Start of Block

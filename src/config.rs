//! Configuration for welltick

use serde::{Deserialize, Serialize};
use std::path::{Path, PathBuf};

use crate::error::WelltickError;

/// Minimum length accepted for the JWT signing secret outside dev mode
pub const MIN_JWT_SECRET_LEN: usize = 32;

/// Default storage directory
pub fn default_storage_dir() -> PathBuf {
    dirs::data_local_dir()
        .unwrap_or_else(|| PathBuf::from("."))
        .join("welltick")
}

/// Which content store backs encrypted payloads
#[derive(Debug, Clone, Copy, PartialEq, Eq, Serialize, Deserialize, clap::ValueEnum)]
#[serde(rename_all = "lowercase")]
pub enum ContentBackend {
    /// Content-addressed files under `storage_dir/blobs`
    Local,
    /// IPFS node or pinning service reached over its RPC API
    Ipfs,
}

/// What create/update do when the content store rejects a private payload
#[derive(Debug, Clone, Copy, PartialEq, Eq, Serialize, Deserialize, clap::ValueEnum)]
#[serde(rename_all = "lowercase")]
pub enum StoreFailurePolicy {
    /// Fail the request; no row is written
    Reject,
    /// Log a warning and write the row without a payload
    Degrade,
}

/// Content store settings
#[derive(Debug, Clone, Serialize, Deserialize)]
pub struct ContentStoreConfig {
    #[serde(default = "default_backend")]
    pub backend: ContentBackend,

    /// Base URL of the IPFS RPC API (without `/api/v0`)
    #[serde(default = "default_ipfs_api_url")]
    pub ipfs_api_url: String,

    /// Basic-auth user for hosted IPFS (Infura project id)
    #[serde(default)]
    pub ipfs_project_id: Option<String>,

    /// Basic-auth password for hosted IPFS
    #[serde(default)]
    pub ipfs_project_secret: Option<String>,

    /// Request timeout for IPFS calls
    #[serde(default = "default_timeout_secs")]
    pub timeout_secs: u64,

    #[serde(default = "default_on_failure")]
    pub on_failure: StoreFailurePolicy,
}

fn default_backend() -> ContentBackend {
    ContentBackend::Local
}

fn default_ipfs_api_url() -> String {
    "https://ipfs.infura.io:5001".to_string()
}

fn default_timeout_secs() -> u64 {
    30
}

fn default_on_failure() -> StoreFailurePolicy {
    StoreFailurePolicy::Reject
}

impl Default for ContentStoreConfig {
    fn default() -> Self {
        Self {
            backend: default_backend(),
            ipfs_api_url: default_ipfs_api_url(),
            ipfs_project_id: None,
            ipfs_project_secret: None,
            timeout_secs: default_timeout_secs(),
            on_failure: default_on_failure(),
        }
    }
}

/// Configuration
#[derive(Debug, Clone, Serialize, Deserialize)]
pub struct Config {
    /// Storage directory for the database and local blobs
    #[serde(default = "default_storage_dir")]
    pub storage_dir: PathBuf,

    /// HTTP API port
    #[serde(default = "default_http_port")]
    pub http_port: u16,

    /// HS256 secret for bearer tokens
    #[serde(default)]
    pub jwt_secret: Option<String>,

    /// Bearer token lifetime
    #[serde(default = "default_jwt_expiry_secs")]
    pub jwt_expiry_secs: u64,

    /// Allows running without a JWT secret
    #[serde(default)]
    pub dev_mode: bool,

    /// Largest accepted request body
    #[serde(default = "default_max_body_bytes")]
    pub max_body_bytes: usize,

    /// Minimum half-over-half change before a metric trend leaves "stable"
    #[serde(default = "default_trend_tolerance")]
    pub trend_tolerance: f64,

    #[serde(default)]
    pub content_store: ContentStoreConfig,
}

fn default_http_port() -> u16 {
    5000
}

fn default_jwt_expiry_secs() -> u64 {
    7 * 24 * 60 * 60
}

fn default_max_body_bytes() -> usize {
    1024 * 1024
}

fn default_trend_tolerance() -> f64 {
    0.1
}

impl Default for Config {
    fn default() -> Self {
        Self {
            storage_dir: default_storage_dir(),
            http_port: default_http_port(),
            jwt_secret: None,
            jwt_expiry_secs: default_jwt_expiry_secs(),
            dev_mode: false,
            max_body_bytes: default_max_body_bytes(),
            trend_tolerance: default_trend_tolerance(),
            content_store: ContentStoreConfig::default(),
        }
    }
}

impl Config {
    /// Load config from file
    pub fn load<P: AsRef<Path>>(path: P) -> Result<Self, std::io::Error> {
        let content = std::fs::read_to_string(path)?;
        toml::from_str(&content)
            .map_err(|e| std::io::Error::new(std::io::ErrorKind::InvalidData, e))
    }

    /// Save config to file
    pub fn save<P: AsRef<Path>>(&self, path: P) -> Result<(), std::io::Error> {
        let content = toml::to_string_pretty(self)
            .map_err(|e| std::io::Error::new(std::io::ErrorKind::InvalidData, e))?;
        std::fs::write(path, content)
    }

    /// Check settings that would otherwise fail at first use
    pub fn validate(&self) -> Result<(), WelltickError> {
        match self.jwt_secret.as_deref() {
            Some(secret) if secret.len() < MIN_JWT_SECRET_LEN => {
                return Err(WelltickError::Config(format!(
                    "JWT_SECRET must be at least {} characters",
                    MIN_JWT_SECRET_LEN
                )));
            }
            None if !self.dev_mode => {
                return Err(WelltickError::Config(
                    "JWT_SECRET is required unless dev_mode is enabled".into(),
                ));
            }
            _ => {}
        }

        if !self.trend_tolerance.is_finite() || self.trend_tolerance < 0.0 {
            return Err(WelltickError::Config(
                "trend_tolerance must be a non-negative number".into(),
            ));
        }

        if self.content_store.backend == ContentBackend::Ipfs {
            url::Url::parse(&self.content_store.ipfs_api_url).map_err(|e| {
                WelltickError::Config(format!("Invalid ipfs_api_url: {}", e))
            })?;
        }

        Ok(())
    }

    /// Get blobs directory
    pub fn blobs_dir(&self) -> PathBuf {
        self.storage_dir.join("blobs")
    }

    /// Get SQLite database path
    pub fn db_path(&self) -> PathBuf {
        self.storage_dir.join("welltick.db")
    }

    /// Get config file path
    pub fn config_path(&self) -> PathBuf {
        self.storage_dir.join("config.toml")
    }
}

#[cfg(test)]
mod tests {
    use super::*;

    #[test]
    fn test_partial_toml_uses_defaults() {
        let config: Config = toml::from_str(
            r#"
            http_port = 8080
            dev_mode = true

            [content_store]
            backend = "ipfs"
            on_failure = "degrade"
            "#,
        )
        .unwrap();

        assert_eq!(config.http_port, 8080);
        assert_eq!(config.jwt_expiry_secs, 604800);
        assert_eq!(config.trend_tolerance, 0.1);
        assert_eq!(config.content_store.backend, ContentBackend::Ipfs);
        assert_eq!(config.content_store.on_failure, StoreFailurePolicy::Degrade);
        assert_eq!(config.content_store.timeout_secs, 30);
    }

    #[test]
    fn test_cli_values_match_config_names() {
        use clap::ValueEnum;

        assert_eq!(ContentBackend::from_str("ipfs", false).unwrap(), ContentBackend::Ipfs);
        assert_eq!(
            StoreFailurePolicy::from_str("degrade", false).unwrap(),
            StoreFailurePolicy::Degrade
        );
        assert!(StoreFailurePolicy::from_str("retry", false).is_err());

        for backend in ContentBackend::value_variants() {
            let name = backend.to_possible_value().unwrap();
            let toml_name = serde_json::to_value(backend).unwrap();
            assert_eq!(toml_name, name.get_name());
        }
    }

    #[test]
    fn test_validate_requires_secret_outside_dev_mode() {
        let mut config = Config::default();
        assert!(config.validate().is_err());

        config.jwt_secret = Some("short".into());
        assert!(config.validate().is_err());

        config.jwt_secret = Some("a-secret-that-is-long-enough-for-hs256!".into());
        assert!(config.validate().is_ok());

        let dev = Config {
            dev_mode: true,
            ..Config::default()
        };
        assert!(dev.validate().is_ok());
    }

    #[test]
    fn test_save_and_load_round_trip() {
        let dir = tempfile::TempDir::new().unwrap();
        let config = Config {
            storage_dir: dir.path().to_path_buf(),
            dev_mode: true,
            ..Config::default()
        };

        config.save(config.config_path()).unwrap();
        let loaded = Config::load(config.config_path()).unwrap();

        assert_eq!(loaded.storage_dir, config.storage_dir);
        assert_eq!(loaded.db_path(), dir.path().join("welltick.db"));
    }
}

End of Block

Across the entries above, count the lines with the word "PathBuf" and report that count by itself.

### Solution to this problem
7